Majority of the approval and underwriting process depends on the financial performance of the business in the recent past and is usually very paper intensive. Thus, if you are a growing business and looking for a quick influx of funds to capitalise on a growth opportunity, you would find it very difficult to obtain the required funds due to the paper and time intensive nature of conventional bank loans.
Also, if you want to increase the borrowing amount, it might prove to be difficult to convince the bank to increase the line of credit without having to go through the entire process again.

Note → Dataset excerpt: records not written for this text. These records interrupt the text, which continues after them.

//! Block producer service

use crate::config::ProducerConfig;
use crate::error::{ProductionError, ProductionResult};
use parking_lot::RwLock;
use pc_01_authority::Authority;
use pc_02_block::Block;
use pc_03_consensus::ConsensusError;
use pc_04_ledger::Ledger;
use pc_05_mempool::Mempool;
use poa_telemetry::subsystem_span;
use serde::Serialize;
use shared_types::{short_hex, Address, Hash, TimeSource, Timestamp, ZERO_HASH};
use std::collections::HashMap;
use std::sync::atomic::{AtomicU64, Ordering};
use std::sync::Arc;
use std::time::Duration;
use tokio::sync::watch;
use tokio::time::MissedTickBehavior;
use tracing::{debug, info, warn, Instrument};

/// Result of one production attempt.
#[derive(Clone, Debug, PartialEq, Eq)]
pub enum ProductionOutcome {
    /// The turn belongs to a validator this producer cannot sign for.
    NotOurTurn { holder: Address },
    /// The block interval has not elapsed yet.
    Waiting { remaining_ms: u64 },
    /// The turn holder was skipped and charged a miss.
    MissRecorded { validator: Address, penalized: bool },
    /// A block was appended to the ledger.
    Produced {
        height: u64,
        hash: Hash,
        transactions: usize,
    },
}

/// Production counters.
#[derive(Clone, Copy, Debug, Default, PartialEq, Eq, Serialize)]
pub struct ProducerStats {
    pub blocks_produced: u64,
    pub misses_recorded: u64,
    pub transactions_included: u64,
    pub transactions_evicted: u64,
}

#[derive(Default)]
struct Counters {
    blocks_produced: AtomicU64,
    misses_recorded: AtomicU64,
    transactions_included: AtomicU64,
    transactions_evicted: AtomicU64,
}

/// Drives the ledger: on each attempt checks whose turn it is, packs the
/// best paying transactions into a block and appends it.
pub struct BlockProducer {
    ledger: Arc<Ledger>,
    mempool: Arc<Mempool>,
    config: ProducerConfig,
    signers: RwLock<HashMap<Address, Arc<Authority>>>,
    /// When the last miss was charged; a skipped turn opens at that moment.
    last_miss_at: RwLock<Timestamp>,
    counters: Counters,
}

impl BlockProducer {
    pub fn new(ledger: Arc<Ledger>, mempool: Arc<Mempool>, config: ProducerConfig) -> Self {
        Self {
            ledger,
            mempool,
            config,
            signers: RwLock::new(HashMap::new()),
            last_miss_at: RwLock::new(0),
            counters: Counters::default(),
        }
    }

    /// Produce blocks on behalf of `authority` when it holds the turn.
    pub fn register_signer(&self, authority: Arc<Authority>) -> ProductionResult<()> {
        if !authority.can_sign() {
            return Err(ProductionError::SignerWithoutKey(*authority.address()));
        }
        info!(signer = %short_hex(authority.address()), "Signer registered");
        self.signers.write().insert(*authority.address(), authority);
        Ok(())
    }

    pub fn config(&self) -> &ProducerConfig {
        &self.config
    }

    pub fn stats(&self) -> ProducerStats {
        ProducerStats {
            blocks_produced: self.counters.blocks_produced.load(Ordering::Relaxed),
            misses_recorded: self.counters.misses_recorded.load(Ordering::Relaxed),
            transactions_included: self.counters.transactions_included.load(Ordering::Relaxed),
            transactions_evicted: self.counters.transactions_evicted.load(Ordering::Relaxed),
        }
    }

    /// Make one production attempt.
    #[tracing::instrument(level = "debug", skip(self))]
    pub fn produce_once(&self) -> ProductionResult<ProductionOutcome> {
        let scheduler = self.ledger.scheduler();
        let holder = scheduler
            .turn_holder()
            .ok_or(ConsensusError::NoValidators)?;

        let now = self.ledger.time_source().now();
        let interval = scheduler.block_interval();
        let elapsed = now.saturating_sub(scheduler.last_block_time());
        if elapsed < interval {
            return Ok(ProductionOutcome::Waiting {
                remaining_ms: interval - elapsed,
            });
        }

        if !holder.is_active() {
            debug!(holder = %short_hex(holder.address()), status = ?holder.status(), "Skipping inactive turn holder");
            return self.charge_miss(holder.address(), now);
        }

        let signer = self.signers.read().get(holder.address()).cloned();
        let Some(signer) = signer else {
            let opened_at = (scheduler.last_block_time() + interval).max(*self.last_miss_at.read());
            if now.saturating_sub(opened_at) >= self.config.validator_timeout_ms {
                return self.charge_miss(holder.address(), now);
            }
            return Ok(ProductionOutcome::NotOurTurn {
                holder: *holder.address(),
            });
        };

        self.produce_block(&signer, now)
    }

    /// Charge `validator` with a miss. Fails without charging anyone if the
    /// turn moved on since it was read.
    fn charge_miss(&self, validator: &Address, now: Timestamp) -> ProductionResult<ProductionOutcome> {
        let transition = self.ledger.record_missed_turn(validator)?;
        *self.last_miss_at.write() = now;
        self.counters.misses_recorded.fetch_add(1, Ordering::Relaxed);

        warn!(validator = %short_hex(validator), "Turn holder missed its slot");
        Ok(ProductionOutcome::MissRecorded {
            validator: *validator,
            penalized: transition.is_some(),
        })
    }

    fn produce_block(&self, signer: &Authority, now: Timestamp) -> ProductionResult<ProductionOutcome> {
        let tip = self.ledger.latest_block();
        let gas_limit = self
            .config
            .block_gas_limit
            .unwrap_or(self.ledger.config().block_gas_limit);

        let mut block = Block::new(tip.height() + 1, tip.hash(), ZERO_HASH, gas_limit, now, signer)?;

        let mut included = Vec::new();
        let mut evicted = 0u64;
        for tx in self.mempool.select_for_block(gas_limit) {
            let hash = tx.hash;
            match block.add_transaction(tx) {
                Ok(()) => included.push(hash),
                Err(error) => {
                    warn!(tx = %short_hex(&hash), %error, "Evicting transaction that failed block insertion");
                    self.mempool.remove(&hash);
                    evicted += 1;
                }
            }
        }
        self.counters
            .transactions_evicted
            .fetch_add(evicted, Ordering::Relaxed);

        block.sign(signer)?;
        let block = self.ledger.append_block(block)?;
        self.mempool.remove_included(&included);

        self.counters.blocks_produced.fetch_add(1, Ordering::Relaxed);
        self.counters
            .transactions_included
            .fetch_add(included.len() as u64, Ordering::Relaxed);

        Ok(ProductionOutcome::Produced {
            height: block.height(),
            hash: block.hash(),
            transactions: included.len(),
        })
    }

    /// Poll [`BlockProducer::produce_once`] until `shutdown` turns true or
    /// its sender is dropped.
    pub async fn run(&self, mut shutdown: watch::Receiver<bool>) {
        let span = subsystem_span!("block_producer", subsystem = "block-production");
        async move {
            let mut ticker =
                tokio::time::interval(Duration::from_millis(self.config.poll_interval_ms.max(1)));
            ticker.set_missed_tick_behavior(MissedTickBehavior::Skip);
            info!(poll_interval_ms = self.config.poll_interval_ms, "Block producer started");

            loop {
                tokio::select! {
                    _ = ticker.tick() => match self.produce_once() {
                        Ok(ProductionOutcome::Produced { height, hash, transactions }) => {
                            debug!(height, hash = %short_hex(&hash), transactions, "Produced block");
                        }
                        Ok(_) => {}
                        Err(error) => warn!(%error, "Block production attempt failed"),
                    },
                    changed = shutdown.changed() => {
                        if changed.is_err() || *shutdown.borrow() {
                            break;
                        }
                    }
                }
            }

            info!(stats = ?self.stats(), "Block producer stopped");
        }
        .instrument(span)
        .await
    }
}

The primary reason why many of the major banks are able to offer small business loans at reduced interest rates is because they rely on multiple streams of revenue, a strong deposit base and low head counts. Additionally they are heavily reliant on financial reviews conducted periodically and can attract new investors.
Asset Based Financing
Asset based finance is directly linked to the valuation of the assets owned by a business. Amongst all assets accounts receivable belongs to the strongest asset class anchoring the loan. The principal amount loaned is in some portion dependent on inventory, real estate values and equipment. Such type of finance is comparatively more progressive than traditional bank loans as it heavily based on the collateral, whereas bank loans take into account the past performance of a business.
Most lenders offering asset based finance require a borrowing base certificate in order to log all the important assets available. The customer is asked to prepare this certificate which helps the lender to determine how much of an initial amount they are eligible for.
How frequently this document is prepared varies from lender to lender and is dependent on how credit worthy the borrower is as well as the value of the assets offered as collateral. It could be done weekly, monthly or when a draw request is made.
Unlike conventional bank loans, such types of loans usually undergo greater scrutiny. Periodic audits are usually conducted to ascertain the valuation of assets offered as collateral. The frequency of these audits could vary from quarterly, semi- annually to once every year and again, is dependent on how credit worthy the borrower is as well as the value of the assets offered as collateral.
Advance percentages, pricing and administrative technicalities might differ from one lender to another. One of the biggest benefits of asset based finance for emerging businesses is that it could open the doors for a conventional bank loan down the line. The influx of capital will help the business to maintain a strong income statement and balance sheet, both of which are mandatory pre-requisites for a bank loan.
Which Type of Loan Should You Go For?
A lot of important factors should be given due consideration when deciding the ideal type of finance suited to your business’s current needs. Hopefully, at the end of this article you have a greater understanding of how conventional bank loans differ from asset based finance and are in a stronger position now to determine the right type of finance for your business.